What to do =
What is needed here is an exact repetition of the records below, beginning at the line that has "repository 54d8144817bc3f14" and stopping after the line that has "risk_router(api)".

Input data =
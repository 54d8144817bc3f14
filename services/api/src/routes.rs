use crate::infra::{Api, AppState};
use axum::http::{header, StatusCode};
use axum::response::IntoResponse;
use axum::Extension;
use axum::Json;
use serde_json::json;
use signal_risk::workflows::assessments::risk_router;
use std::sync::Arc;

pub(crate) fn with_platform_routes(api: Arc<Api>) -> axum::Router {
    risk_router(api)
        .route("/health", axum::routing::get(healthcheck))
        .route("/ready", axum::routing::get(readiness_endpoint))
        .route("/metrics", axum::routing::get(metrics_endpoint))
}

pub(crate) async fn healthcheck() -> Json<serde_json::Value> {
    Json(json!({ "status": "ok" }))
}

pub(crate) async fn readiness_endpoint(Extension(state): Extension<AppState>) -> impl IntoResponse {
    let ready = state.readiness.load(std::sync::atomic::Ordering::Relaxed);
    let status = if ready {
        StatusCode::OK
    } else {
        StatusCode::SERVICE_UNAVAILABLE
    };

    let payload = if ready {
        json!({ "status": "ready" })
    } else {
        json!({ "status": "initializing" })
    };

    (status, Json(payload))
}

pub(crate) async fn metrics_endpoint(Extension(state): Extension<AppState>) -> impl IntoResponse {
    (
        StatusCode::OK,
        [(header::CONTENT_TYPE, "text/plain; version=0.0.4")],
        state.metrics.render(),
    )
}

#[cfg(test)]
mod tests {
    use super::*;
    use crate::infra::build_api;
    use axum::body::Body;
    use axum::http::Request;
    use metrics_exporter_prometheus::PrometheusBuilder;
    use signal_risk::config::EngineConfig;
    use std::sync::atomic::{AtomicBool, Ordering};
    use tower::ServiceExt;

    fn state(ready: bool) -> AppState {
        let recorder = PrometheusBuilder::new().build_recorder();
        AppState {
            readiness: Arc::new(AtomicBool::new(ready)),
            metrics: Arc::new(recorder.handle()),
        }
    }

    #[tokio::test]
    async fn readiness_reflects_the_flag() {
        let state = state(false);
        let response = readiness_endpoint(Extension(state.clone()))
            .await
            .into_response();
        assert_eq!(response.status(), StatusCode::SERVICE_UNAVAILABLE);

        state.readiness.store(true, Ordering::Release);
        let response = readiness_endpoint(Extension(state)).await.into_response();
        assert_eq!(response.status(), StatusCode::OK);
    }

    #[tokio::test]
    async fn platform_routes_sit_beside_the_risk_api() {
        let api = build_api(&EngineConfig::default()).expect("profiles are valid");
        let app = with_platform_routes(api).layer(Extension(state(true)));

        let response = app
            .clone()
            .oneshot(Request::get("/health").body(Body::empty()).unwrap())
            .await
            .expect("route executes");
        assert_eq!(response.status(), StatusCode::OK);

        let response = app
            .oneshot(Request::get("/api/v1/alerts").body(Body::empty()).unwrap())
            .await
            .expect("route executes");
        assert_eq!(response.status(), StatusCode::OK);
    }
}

...

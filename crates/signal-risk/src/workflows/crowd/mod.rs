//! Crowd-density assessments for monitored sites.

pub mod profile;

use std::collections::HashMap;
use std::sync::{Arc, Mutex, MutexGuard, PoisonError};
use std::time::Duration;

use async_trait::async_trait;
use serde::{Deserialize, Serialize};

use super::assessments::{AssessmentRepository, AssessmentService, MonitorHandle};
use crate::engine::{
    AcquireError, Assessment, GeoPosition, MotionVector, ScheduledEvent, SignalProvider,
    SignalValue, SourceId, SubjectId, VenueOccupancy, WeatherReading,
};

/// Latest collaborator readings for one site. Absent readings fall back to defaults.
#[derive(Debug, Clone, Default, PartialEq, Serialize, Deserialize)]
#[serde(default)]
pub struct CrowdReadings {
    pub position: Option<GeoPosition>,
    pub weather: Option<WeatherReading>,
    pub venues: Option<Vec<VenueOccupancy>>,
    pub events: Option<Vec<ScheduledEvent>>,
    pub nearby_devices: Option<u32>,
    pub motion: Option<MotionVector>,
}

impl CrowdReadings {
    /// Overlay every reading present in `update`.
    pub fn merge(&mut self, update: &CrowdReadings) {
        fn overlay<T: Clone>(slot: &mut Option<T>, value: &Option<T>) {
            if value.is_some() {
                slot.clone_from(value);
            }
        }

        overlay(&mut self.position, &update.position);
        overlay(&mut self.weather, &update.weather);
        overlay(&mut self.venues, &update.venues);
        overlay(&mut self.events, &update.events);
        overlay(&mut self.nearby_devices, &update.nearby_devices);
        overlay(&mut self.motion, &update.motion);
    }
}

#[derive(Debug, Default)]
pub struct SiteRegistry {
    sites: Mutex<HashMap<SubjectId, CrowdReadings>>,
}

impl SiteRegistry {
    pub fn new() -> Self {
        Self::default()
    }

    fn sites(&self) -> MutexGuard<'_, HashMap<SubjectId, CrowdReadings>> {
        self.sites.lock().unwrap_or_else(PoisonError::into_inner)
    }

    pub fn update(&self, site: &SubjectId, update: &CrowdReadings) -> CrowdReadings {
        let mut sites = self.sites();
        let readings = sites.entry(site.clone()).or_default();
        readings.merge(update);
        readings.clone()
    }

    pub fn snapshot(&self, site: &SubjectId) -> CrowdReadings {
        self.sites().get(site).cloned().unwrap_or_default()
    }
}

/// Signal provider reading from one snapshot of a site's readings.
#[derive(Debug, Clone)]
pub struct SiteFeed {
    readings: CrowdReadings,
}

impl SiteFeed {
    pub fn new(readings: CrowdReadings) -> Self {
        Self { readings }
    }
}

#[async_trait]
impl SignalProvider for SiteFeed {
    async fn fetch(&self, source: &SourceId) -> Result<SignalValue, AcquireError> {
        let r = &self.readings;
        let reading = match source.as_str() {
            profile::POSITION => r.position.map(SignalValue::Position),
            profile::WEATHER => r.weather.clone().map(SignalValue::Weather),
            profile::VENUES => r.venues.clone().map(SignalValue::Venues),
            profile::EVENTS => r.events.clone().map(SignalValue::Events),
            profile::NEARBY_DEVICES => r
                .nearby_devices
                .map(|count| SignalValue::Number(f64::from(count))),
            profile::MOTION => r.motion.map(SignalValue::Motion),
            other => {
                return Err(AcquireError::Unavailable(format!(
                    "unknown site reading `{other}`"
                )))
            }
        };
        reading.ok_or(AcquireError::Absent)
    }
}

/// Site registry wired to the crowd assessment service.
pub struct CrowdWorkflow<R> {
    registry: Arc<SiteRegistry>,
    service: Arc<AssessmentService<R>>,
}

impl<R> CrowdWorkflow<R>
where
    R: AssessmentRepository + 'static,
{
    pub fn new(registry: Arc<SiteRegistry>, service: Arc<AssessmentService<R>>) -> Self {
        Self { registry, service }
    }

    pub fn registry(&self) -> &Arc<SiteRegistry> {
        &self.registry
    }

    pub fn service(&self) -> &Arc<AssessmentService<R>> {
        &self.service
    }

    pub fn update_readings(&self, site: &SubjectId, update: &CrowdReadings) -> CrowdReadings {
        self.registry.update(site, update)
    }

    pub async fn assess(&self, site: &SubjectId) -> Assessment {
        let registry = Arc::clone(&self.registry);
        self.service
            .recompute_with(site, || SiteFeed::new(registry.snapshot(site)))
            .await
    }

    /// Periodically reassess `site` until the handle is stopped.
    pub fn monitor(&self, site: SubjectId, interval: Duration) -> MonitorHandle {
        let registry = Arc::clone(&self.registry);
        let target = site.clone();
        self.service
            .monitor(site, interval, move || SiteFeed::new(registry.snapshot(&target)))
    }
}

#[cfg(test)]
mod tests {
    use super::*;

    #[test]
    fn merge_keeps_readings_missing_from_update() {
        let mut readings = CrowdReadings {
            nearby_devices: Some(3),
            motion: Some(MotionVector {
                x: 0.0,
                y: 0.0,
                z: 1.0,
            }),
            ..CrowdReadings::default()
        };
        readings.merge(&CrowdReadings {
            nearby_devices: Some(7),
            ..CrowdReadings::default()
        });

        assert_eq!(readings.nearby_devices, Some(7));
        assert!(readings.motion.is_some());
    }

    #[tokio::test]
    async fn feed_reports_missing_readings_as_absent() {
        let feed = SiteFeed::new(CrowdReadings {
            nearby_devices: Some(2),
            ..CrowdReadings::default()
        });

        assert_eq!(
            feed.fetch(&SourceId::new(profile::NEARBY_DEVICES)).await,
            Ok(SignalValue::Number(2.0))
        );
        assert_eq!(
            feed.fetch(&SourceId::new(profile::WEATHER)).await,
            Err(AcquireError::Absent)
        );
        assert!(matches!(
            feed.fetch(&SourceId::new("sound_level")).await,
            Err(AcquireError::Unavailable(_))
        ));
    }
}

Output for this exercise =
repository 54d8144817bc3f14
filename services/api/src/routes.rs
use crate::infra::{Api, AppState};
use axum::http::{header, StatusCode};
use axum::response::IntoResponse;
use axum::Extension;
use axum::Json;
use serde_json::json;
use signal_risk::workflows::assessments::risk_router;
use std::sync::Arc;

pub(crate) fn with_platform_routes(api: Arc<Api>) -> axum::Router {
    risk_router(api)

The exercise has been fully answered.